I think Jesus is teaching me about Hope .
Some of you already know that Hope has
been a huge and terrifying thing in my life lately. Maybe it’s a not-thing. I
am not sure. I can’t understand it and I don’t know where it comes from and I’m
not sure I want it but I don’t think I can do without. This Hope-thing began
with me not knowing what to set my heart on when I wasn’t sure that all the
money would come in for this trip. I wanted to plant my Hope
in the fact that God's will would be done, but how did I know his will would be
done? What if the people he told to send money to me didn’t listen? Then I
wanted to set my hope on the idea that He could redeem any situation in my
life, but I have been down that road before. Although I know that He can redeem any situation, the idea was
of no comfort, and there wasn’t much of a direction to that kind of Hope . When I would think of Hope ,
two things would come to mind.
The first
was a huge, nebulous idea where I have reasonable cause for belief that good
things will eventually come about, whether they’re what I want or not, and that
at the end of all things, I will go to heaven (whether that’s actually what I
think it is or not).

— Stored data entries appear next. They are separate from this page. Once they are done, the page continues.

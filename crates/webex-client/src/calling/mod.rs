//! Webex Calling services
//!
//! Call control, call history and voicemail for the authenticated user's line.

mod call_history;
mod calls;
mod voicemail;

pub use call_history::{CallHistoryListOptions, CallHistoryRecord, CallHistoryService, CallReason};
pub use calls::{Call, CallHandle, CallsService, ParkResult, RemoteParty};
pub use voicemail::{VoiceMessage, VoiceMessageParty, VoiceMessageSummary, VoicemailService};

In this version of Hope ,
I am unsure of anything except the ultimate ending in heaven and the Lord’s
ability to use every circumstance for his Glory. I have no idea what that last
part means except that it brings to mind an image of a cruel man with a
salt-and-pepper bear sitting in a rocking chair on a creaky porch, sipping
lemonade and watching people die. That is not my God, and so I will openly say
that Glory is not something I understand yet. Someone once told me to live
inside the revelation I’ve been given. Since I don’t understand Glory, I will
not try to explain it to anyone until He explains it to me.
The second
kind of Hope that came to mind was
more like certainty. I wanted to know what was going to happen for sure (i.e.

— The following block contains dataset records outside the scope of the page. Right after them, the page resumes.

//! Room and team memberships

use crate::rest::{is_set, require, QueryParams, RestSession};
use crate::{Error, Result};
use chrono::{DateTime, Utc};
use serde::{Deserialize, Serialize};
use std::sync::Arc;

// =============================================================================
// Room Memberships
// =============================================================================

/// A person's membership in a room
#[derive(Debug, Clone, Default, PartialEq, Eq, Serialize, Deserialize)]
#[serde(rename_all = "camelCase")]
pub struct Membership {
    /// Unique membership ID
    #[serde(default)]
    pub id: String,
    /// Room ID
    #[serde(skip_serializing_if = "Option::is_none")]
    pub room_id: Option<String>,
    /// Member's person ID
    #[serde(skip_serializing_if = "Option::is_none")]
    pub person_id: Option<String>,
    /// Member's email
    #[serde(skip_serializing_if = "Option::is_none")]
    pub person_email: Option<String>,
    /// Member's display name
    #[serde(skip_serializing_if = "Option::is_none")]
    pub person_display_name: Option<String>,
    /// Member's organization
    #[serde(skip_serializing_if = "Option::is_none")]
    pub person_org_id: Option<String>,
    /// Whether the member moderates the room
    #[serde(default)]
    pub is_moderator: bool,
    /// Whether the member is a monitor
    #[serde(default)]
    pub is_monitor: bool,
    /// Whether the room is hidden in the member's client
    #[serde(default)]
    pub is_room_hidden: bool,
    /// Creation time
    #[serde(skip_serializing_if = "Option::is_none")]
    pub created: Option<DateTime<Utc>>,
}

/// Filters for [`MembershipsService::list`]
#[derive(Debug, Clone, Default)]
pub struct MembershipListOptions {
    /// Only memberships in this room
    pub room_id: Option<String>,
    /// Only memberships of this person
    pub person_id: Option<String>,
    /// Only memberships of this email
    pub person_email: Option<String>,
    /// Maximum number of memberships
    pub max: Option<u32>,
}

impl MembershipListOptions {
    /// Members of a room
    pub fn for_room(room_id: impl Into<String>) -> Self {
        Self {
            room_id: Some(room_id.into()),
            ..Default::default()
        }
    }

    fn to_params(&self) -> QueryParams {
        let mut params = QueryParams::new();
        params
            .set_opt("roomId", self.room_id.as_deref())
            .set_opt("personId", self.person_id.as_deref())
            .set_opt("personEmail", self.person_email.as_deref())
            .set_max(self.max);
        params
    }
}

/// Body for [`MembershipsService::create`]
#[derive(Debug, Clone, Default, PartialEq, Eq, Serialize)]
#[serde(rename_all = "camelCase")]
pub struct MembershipCreateRequest {
    /// Room to add to (required)
    pub room_id: String,
    /// Person to add
    #[serde(skip_serializing_if = "Option::is_none")]
    pub person_id: Option<String>,
    /// Email to add
    #[serde(skip_serializing_if = "Option::is_none")]
    pub person_email: Option<String>,
    /// Grant moderator rights
    #[serde(skip_serializing_if = "Option::is_none")]
    pub is_moderator: Option<bool>,
}

impl MembershipCreateRequest {
    /// Add a person to a room by email
    pub fn by_email(room_id: impl Into<String>, email: impl Into<String>) -> Self {
        Self {
            room_id: room_id.into(),
            person_email: Some(email.into()),
            ..Default::default()
        }
    }

    /// Add a person to a room by person ID
    pub fn by_person_id(room_id: impl Into<String>, person_id: impl Into<String>) -> Self {
        Self {
            room_id: room_id.into(),
            person_id: Some(person_id.into()),
            ..Default::default()
        }
    }
}

/// Body for [`MembershipsService::update`]
#[derive(Debug, Clone, Default, PartialEq, Eq, Serialize)]
#[serde(rename_all = "camelCase")]
pub struct MembershipUpdateRequest {
    /// Grant or revoke moderator rights
    #[serde(skip_serializing_if = "Option::is_none")]
    pub is_moderator: Option<bool>,
    /// Hide or show the room
    #[serde(skip_serializing_if = "Option::is_none")]
    pub is_room_hidden: Option<bool>,
}

/// Service for the `memberships` resource
#[derive(Debug, Clone)]
pub struct MembershipsService {
    session: Arc<RestSession>,
}

impl MembershipsService {
    /// Create a memberships service bound to a session
    pub fn new(session: Arc<RestSession>) -> Self {
        Self { session }
    }

    /// List memberships
    pub async fn list(&self, options: &MembershipListOptions) -> Result<Vec<Membership>> {
        self.session.list("memberships", options.to_params()).await
    }

    /// Add a person to a room
    pub async fn create(&self, request: &MembershipCreateRequest) -> Result<Membership> {
        require("roomId", &request.room_id)?;
        if !is_set(&request.person_id) && !is_set(&request.person_email) {
            return Err(Error::invalid("personId or personEmail"));
        }
        let membership: Option<Membership> = self.session.post("memberships", request).await?;
        Ok(membership.unwrap_or_default())
    }

    /// Get a membership by ID
    pub async fn get(&self, membership_id: &str) -> Result<Membership> {
        require("membershipId", membership_id)?;
        let membership: Option<Membership> = self
            .session
            .get(&format!("memberships/{}", membership_id), QueryParams::new())
            .await?;
        Ok(membership.unwrap_or_default())
    }

    /// Change moderator or hidden status
    pub async fn update(
        &self,
        membership_id: &str,
        request: &MembershipUpdateRequest,
    ) -> Result<Membership> {
        require("membershipId", membership_id)?;
        let membership: Option<Membership> = self
            .session
            .put(&format!("memberships/{}", membership_id), request)
            .await?;
        Ok(membership.unwrap_or_default())
    }

    /// Remove a person from a room
    pub async fn delete(&self, membership_id: &str) -> Result<()> {
        require("membershipId", membership_id)?;
        self.session
            .delete(&format!("memberships/{}", membership_id))
            .await
    }
}

// =============================================================================
// Team Memberships
// =============================================================================

const TEAM_MEMBERSHIPS: &str = "team/memberships";

/// A person's membership in a team
#[derive(Debug, Clone, Default, PartialEq, Eq, Serialize, Deserialize)]
#[serde(rename_all = "camelCase")]
pub struct TeamMembership {
    /// Unique membership ID
    #[serde(default)]
    pub id: String,
    /// Team ID
    #[serde(skip_serializing_if = "Option::is_none")]
    pub team_id: Option<String>,
    /// Member's person ID
    #[serde(skip_serializing_if = "Option::is_none")]
    pub person_id: Option<String>,
    /// Member's email
    #[serde(skip_serializing_if = "Option::is_none")]
    pub person_email: Option<String>,
    /// Member's display name
    #[serde(skip_serializing_if = "Option::is_none")]
    pub person_display_name: Option<String>,
    /// Member's organization
    #[serde(skip_serializing_if = "Option::is_none")]
    pub person_org_id: Option<String>,
    /// Whether the member moderates the team
    #[serde(default)]
    pub is_moderator: bool,
    /// Creation time
    #[serde(skip_serializing_if = "Option::is_none")]
    pub created: Option<DateTime<Utc>>,
}

/// Body for [`TeamMembershipsService::create`]
#[derive(Debug, Clone, Default, PartialEq, Eq, Serialize)]
#[serde(rename_all = "camelCase")]
pub struct TeamMembershipCreateRequest {
    /// Team to add to (required)
    pub team_id: String,
    /// Person to add
    #[serde(skip_serializing_if = "Option::is_none")]
    pub person_id: Option<String>,
    /// Email to add
    #[serde(skip_serializing_if = "Option::is_none")]
    pub person_email: Option<String>,
    /// Grant moderator rights
    #[serde(skip_serializing_if = "Option::is_none")]
    pub is_moderator: Option<bool>,
}

impl TeamMembershipCreateRequest {
    /// Add a person to a team by email
    pub fn by_email(team_id: impl Into<String>, email: impl Into<String>) -> Self {
        Self {
            team_id: team_id.into(),
            person_email: Some(email.into()),
            ..Default::default()
        }
    }
}

/// Body for [`TeamMembershipsService::update`]
#[derive(Debug, Clone, Default, PartialEq, Eq, Serialize)]
#[serde(rename_all = "camelCase")]
pub struct TeamMembershipUpdateRequest {
    /// Grant or revoke moderator rights
    #[serde(skip_serializing_if = "Option::is_none")]
    pub is_moderator: Option<bool>,
}

/// Service for the `team/memberships` resource
#[derive(Debug, Clone)]
pub struct TeamMembershipsService {
    session: Arc<RestSession>,
}

impl TeamMembershipsService {
    /// Create a team memberships service bound to a session
    pub fn new(session: Arc<RestSession>) -> Self {
        Self { session }
    }

    /// List the members of a team
    pub async fn list(&self, team_id: &str, max: Option<u32>) -> Result<Vec<TeamMembership>> {
        require("teamId", team_id)?;
        let mut params = QueryParams::new();
        params.set("teamId", team_id).set_max(max);
        self.session.list(TEAM_MEMBERSHIPS, params).await
    }

    /// Add a person to a team
    pub async fn create(&self, request: &TeamMembershipCreateRequest) -> Result<TeamMembership> {
        require("teamId", &request.team_id)?;
        if !is_set(&request.person_id) && !is_set(&request.person_email) {
            return Err(Error::invalid("personId or personEmail"));
        }
        let membership: Option<TeamMembership> =
            self.session.post(TEAM_MEMBERSHIPS, request).await?;
        Ok(membership.unwrap_or_default())
    }

    /// Get a team membership by ID
    pub async fn get(&self, membership_id: &str) -> Result<TeamMembership> {
        require("membershipId", membership_id)?;
        let membership: Option<TeamMembership> = self
            .session
            .get(
                &format!("{}/{}", TEAM_MEMBERSHIPS, membership_id),
                QueryParams::new(),
            )
            .await?;
        Ok(membership.unwrap_or_default())
    }

    /// Change moderator status
    pub async fn update(
        &self,
        membership_id: &str,
        request: &TeamMembershipUpdateRequest,
    ) -> Result<TeamMembership> {
        require("membershipId", membership_id)?;
        let membership: Option<TeamMembership> = self
            .session
            .put(&format!("{}/{}", TEAM_MEMBERSHIPS, membership_id), request)
            .await?;
        Ok(membership.unwrap_or_default())
    }

    /// Remove a person from a team
    pub async fn delete(&self, membership_id: &str) -> Result<()> {
        require("membershipId", membership_id)?;
        self.session
            .delete(&format!("{}/{}", TEAM_MEMBERSHIPS, membership_id))
            .await
    }
}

the money does or does not come in for the trip to Paraguay ) and then be able to act
on that surety. But that is a very, very dangerous thing. You see, I have spent
my life (like many women, I believe) teaching myself how to keep a chokehold on
my Hope . It’s safer not to hope at
all, or if you have to, to have the first kind—the nebulous kind. The second
kind is childish. It is sure of something that it has no right to be sure of,
and it puts all its stakes in that thing.
I’m not sure
about those two kinds of hopes, but I think I know something for sure about my
kind of Hope now. It’s not a static
thing. It isn’t just an object that you have or don’t have. It’s not something
you acquire. It’s alive, and it grows and changes. I think it is a tiny, tiny
animal, and it is wild, for sure. The first time, you barely have the strength,
but you can’t go without, so you choose it. It’s like a tiny little spark, and
it burns inside you when you choose it. It’s so scary, but it’s not big enough
to take you over, so you choose it again. Maybe like an addiction? Only it is a
good thing, a green thing. A thing that looks foul and feels fair, a thing that
only comes from Aslan’s Country.
[He gives
good gifts to His children//The Lord gives and the Lord takes away: Blessed be
the name of the Lord.]
I think I am
beginning to like it. It’s dangerous, but it’s mountain-climbing dangerous, not hitting-my-elbow-on-a-running-circular-saw
dangerous.
Last topic
of the day: Dove Chocolates. They have these touchy-feely inspirational quotes
on the insides of the foil wrappers, and most are the typical, “Women just
really don’t hear enough of this,” business, but there was one today on one of
my chocolates about choosing to enjoy the moment you’re in. I think (especially
during red-eye travel) that can be a hard thing to intentionally do. But I
think it goes along with Hope . I
haven’t quite figured out how, but I am going to figure it out. I also think that
it will be pivotal to giving and receiving the most I can during the two months
I will be in Paraguay .
It is not something I do well, so I think I will practice.
All of the
people sitting here waiting to board my plane are speaking Spanish. They speak
much faster than the Costa Ricans. I’m a little afraid.